[RECORDED DATA Boundary: Start]

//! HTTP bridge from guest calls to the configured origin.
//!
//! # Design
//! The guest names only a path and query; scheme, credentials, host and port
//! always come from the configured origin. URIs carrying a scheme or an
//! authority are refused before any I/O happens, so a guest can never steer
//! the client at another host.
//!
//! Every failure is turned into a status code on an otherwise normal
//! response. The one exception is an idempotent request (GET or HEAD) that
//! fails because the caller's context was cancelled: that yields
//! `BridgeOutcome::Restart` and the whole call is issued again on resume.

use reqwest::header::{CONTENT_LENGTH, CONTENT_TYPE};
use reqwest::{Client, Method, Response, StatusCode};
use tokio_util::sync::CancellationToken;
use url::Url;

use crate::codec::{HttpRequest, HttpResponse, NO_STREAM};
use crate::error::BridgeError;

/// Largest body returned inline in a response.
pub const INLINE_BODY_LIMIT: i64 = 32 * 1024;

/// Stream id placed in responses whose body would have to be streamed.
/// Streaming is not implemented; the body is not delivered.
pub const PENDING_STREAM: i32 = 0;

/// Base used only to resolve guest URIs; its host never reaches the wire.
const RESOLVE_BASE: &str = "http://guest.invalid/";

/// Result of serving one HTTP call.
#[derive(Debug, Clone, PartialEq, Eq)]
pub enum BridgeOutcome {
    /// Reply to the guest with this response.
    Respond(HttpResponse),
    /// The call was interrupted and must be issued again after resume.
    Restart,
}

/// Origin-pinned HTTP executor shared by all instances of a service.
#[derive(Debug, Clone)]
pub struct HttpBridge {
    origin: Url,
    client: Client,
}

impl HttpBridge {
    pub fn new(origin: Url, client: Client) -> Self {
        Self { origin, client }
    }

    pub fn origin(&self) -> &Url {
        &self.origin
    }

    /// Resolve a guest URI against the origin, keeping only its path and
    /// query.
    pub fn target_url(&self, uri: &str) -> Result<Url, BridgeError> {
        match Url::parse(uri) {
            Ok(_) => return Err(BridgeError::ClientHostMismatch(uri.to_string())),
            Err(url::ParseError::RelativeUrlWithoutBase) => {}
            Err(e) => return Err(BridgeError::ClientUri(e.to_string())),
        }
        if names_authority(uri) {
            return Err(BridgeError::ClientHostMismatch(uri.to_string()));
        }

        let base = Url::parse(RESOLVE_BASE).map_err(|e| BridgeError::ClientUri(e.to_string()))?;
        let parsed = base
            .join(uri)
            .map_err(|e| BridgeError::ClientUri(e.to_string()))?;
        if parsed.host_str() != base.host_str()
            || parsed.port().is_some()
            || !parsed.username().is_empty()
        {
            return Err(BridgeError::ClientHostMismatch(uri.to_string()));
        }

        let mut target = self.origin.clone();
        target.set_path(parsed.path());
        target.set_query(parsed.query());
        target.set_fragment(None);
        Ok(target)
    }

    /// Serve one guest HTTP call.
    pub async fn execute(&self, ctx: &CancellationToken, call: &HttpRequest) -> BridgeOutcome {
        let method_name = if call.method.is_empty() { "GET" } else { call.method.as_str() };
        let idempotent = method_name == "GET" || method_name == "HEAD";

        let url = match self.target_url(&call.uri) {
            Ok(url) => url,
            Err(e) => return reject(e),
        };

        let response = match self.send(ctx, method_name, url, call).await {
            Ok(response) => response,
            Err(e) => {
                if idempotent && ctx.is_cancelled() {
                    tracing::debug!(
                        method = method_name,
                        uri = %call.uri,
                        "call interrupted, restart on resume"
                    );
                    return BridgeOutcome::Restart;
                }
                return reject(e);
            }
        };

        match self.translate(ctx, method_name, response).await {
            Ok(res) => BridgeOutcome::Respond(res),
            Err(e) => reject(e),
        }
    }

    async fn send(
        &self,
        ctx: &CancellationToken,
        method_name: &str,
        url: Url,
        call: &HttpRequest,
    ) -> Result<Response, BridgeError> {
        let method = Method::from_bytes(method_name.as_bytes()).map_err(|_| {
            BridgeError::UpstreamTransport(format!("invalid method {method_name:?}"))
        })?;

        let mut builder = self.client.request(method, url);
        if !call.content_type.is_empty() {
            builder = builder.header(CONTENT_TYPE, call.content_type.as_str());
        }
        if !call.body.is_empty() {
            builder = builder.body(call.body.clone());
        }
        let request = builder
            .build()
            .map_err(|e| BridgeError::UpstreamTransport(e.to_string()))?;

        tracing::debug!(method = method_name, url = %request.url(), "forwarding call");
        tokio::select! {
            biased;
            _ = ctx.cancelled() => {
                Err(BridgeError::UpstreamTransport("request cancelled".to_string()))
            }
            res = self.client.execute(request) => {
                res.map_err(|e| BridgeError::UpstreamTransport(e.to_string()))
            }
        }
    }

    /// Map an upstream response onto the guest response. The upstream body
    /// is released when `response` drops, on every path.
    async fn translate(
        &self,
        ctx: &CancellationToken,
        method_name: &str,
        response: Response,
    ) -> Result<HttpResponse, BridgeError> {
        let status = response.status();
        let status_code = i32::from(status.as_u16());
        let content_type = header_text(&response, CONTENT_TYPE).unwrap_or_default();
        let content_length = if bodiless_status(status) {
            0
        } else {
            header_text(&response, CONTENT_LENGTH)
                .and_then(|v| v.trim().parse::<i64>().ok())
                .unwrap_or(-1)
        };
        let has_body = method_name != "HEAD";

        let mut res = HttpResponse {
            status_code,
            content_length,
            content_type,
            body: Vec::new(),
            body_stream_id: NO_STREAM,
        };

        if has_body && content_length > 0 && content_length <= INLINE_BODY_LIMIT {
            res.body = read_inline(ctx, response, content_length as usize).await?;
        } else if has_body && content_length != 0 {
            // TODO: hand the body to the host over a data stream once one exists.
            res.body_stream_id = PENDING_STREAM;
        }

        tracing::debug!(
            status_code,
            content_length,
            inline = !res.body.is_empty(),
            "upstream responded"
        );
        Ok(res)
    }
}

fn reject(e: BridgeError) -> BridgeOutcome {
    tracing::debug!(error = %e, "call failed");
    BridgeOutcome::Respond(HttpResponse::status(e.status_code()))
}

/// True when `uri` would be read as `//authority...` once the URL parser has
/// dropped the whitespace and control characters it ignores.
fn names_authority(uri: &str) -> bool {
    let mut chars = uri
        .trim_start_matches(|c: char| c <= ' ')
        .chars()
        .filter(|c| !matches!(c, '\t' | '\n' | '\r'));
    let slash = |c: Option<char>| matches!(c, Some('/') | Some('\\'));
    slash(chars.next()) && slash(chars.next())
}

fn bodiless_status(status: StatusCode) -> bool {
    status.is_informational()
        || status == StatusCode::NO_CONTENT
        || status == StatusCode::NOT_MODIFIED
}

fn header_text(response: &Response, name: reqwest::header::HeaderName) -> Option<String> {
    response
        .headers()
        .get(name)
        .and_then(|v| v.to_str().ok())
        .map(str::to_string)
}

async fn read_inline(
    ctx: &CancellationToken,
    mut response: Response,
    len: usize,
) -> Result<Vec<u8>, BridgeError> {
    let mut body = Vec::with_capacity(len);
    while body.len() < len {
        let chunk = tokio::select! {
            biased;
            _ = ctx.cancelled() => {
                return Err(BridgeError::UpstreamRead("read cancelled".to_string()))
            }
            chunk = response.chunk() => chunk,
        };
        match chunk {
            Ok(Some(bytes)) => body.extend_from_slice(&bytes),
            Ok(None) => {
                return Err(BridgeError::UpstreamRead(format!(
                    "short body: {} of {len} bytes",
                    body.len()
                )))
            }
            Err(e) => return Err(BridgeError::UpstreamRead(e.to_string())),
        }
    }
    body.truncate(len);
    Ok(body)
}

[RECORDED DATA Boundary: End]

HOW TO COMPLETE THIS TASK: Respond with only the number of lines in the records that include the word "UpstreamRead".

RESPONSE TO THIS TASK: 3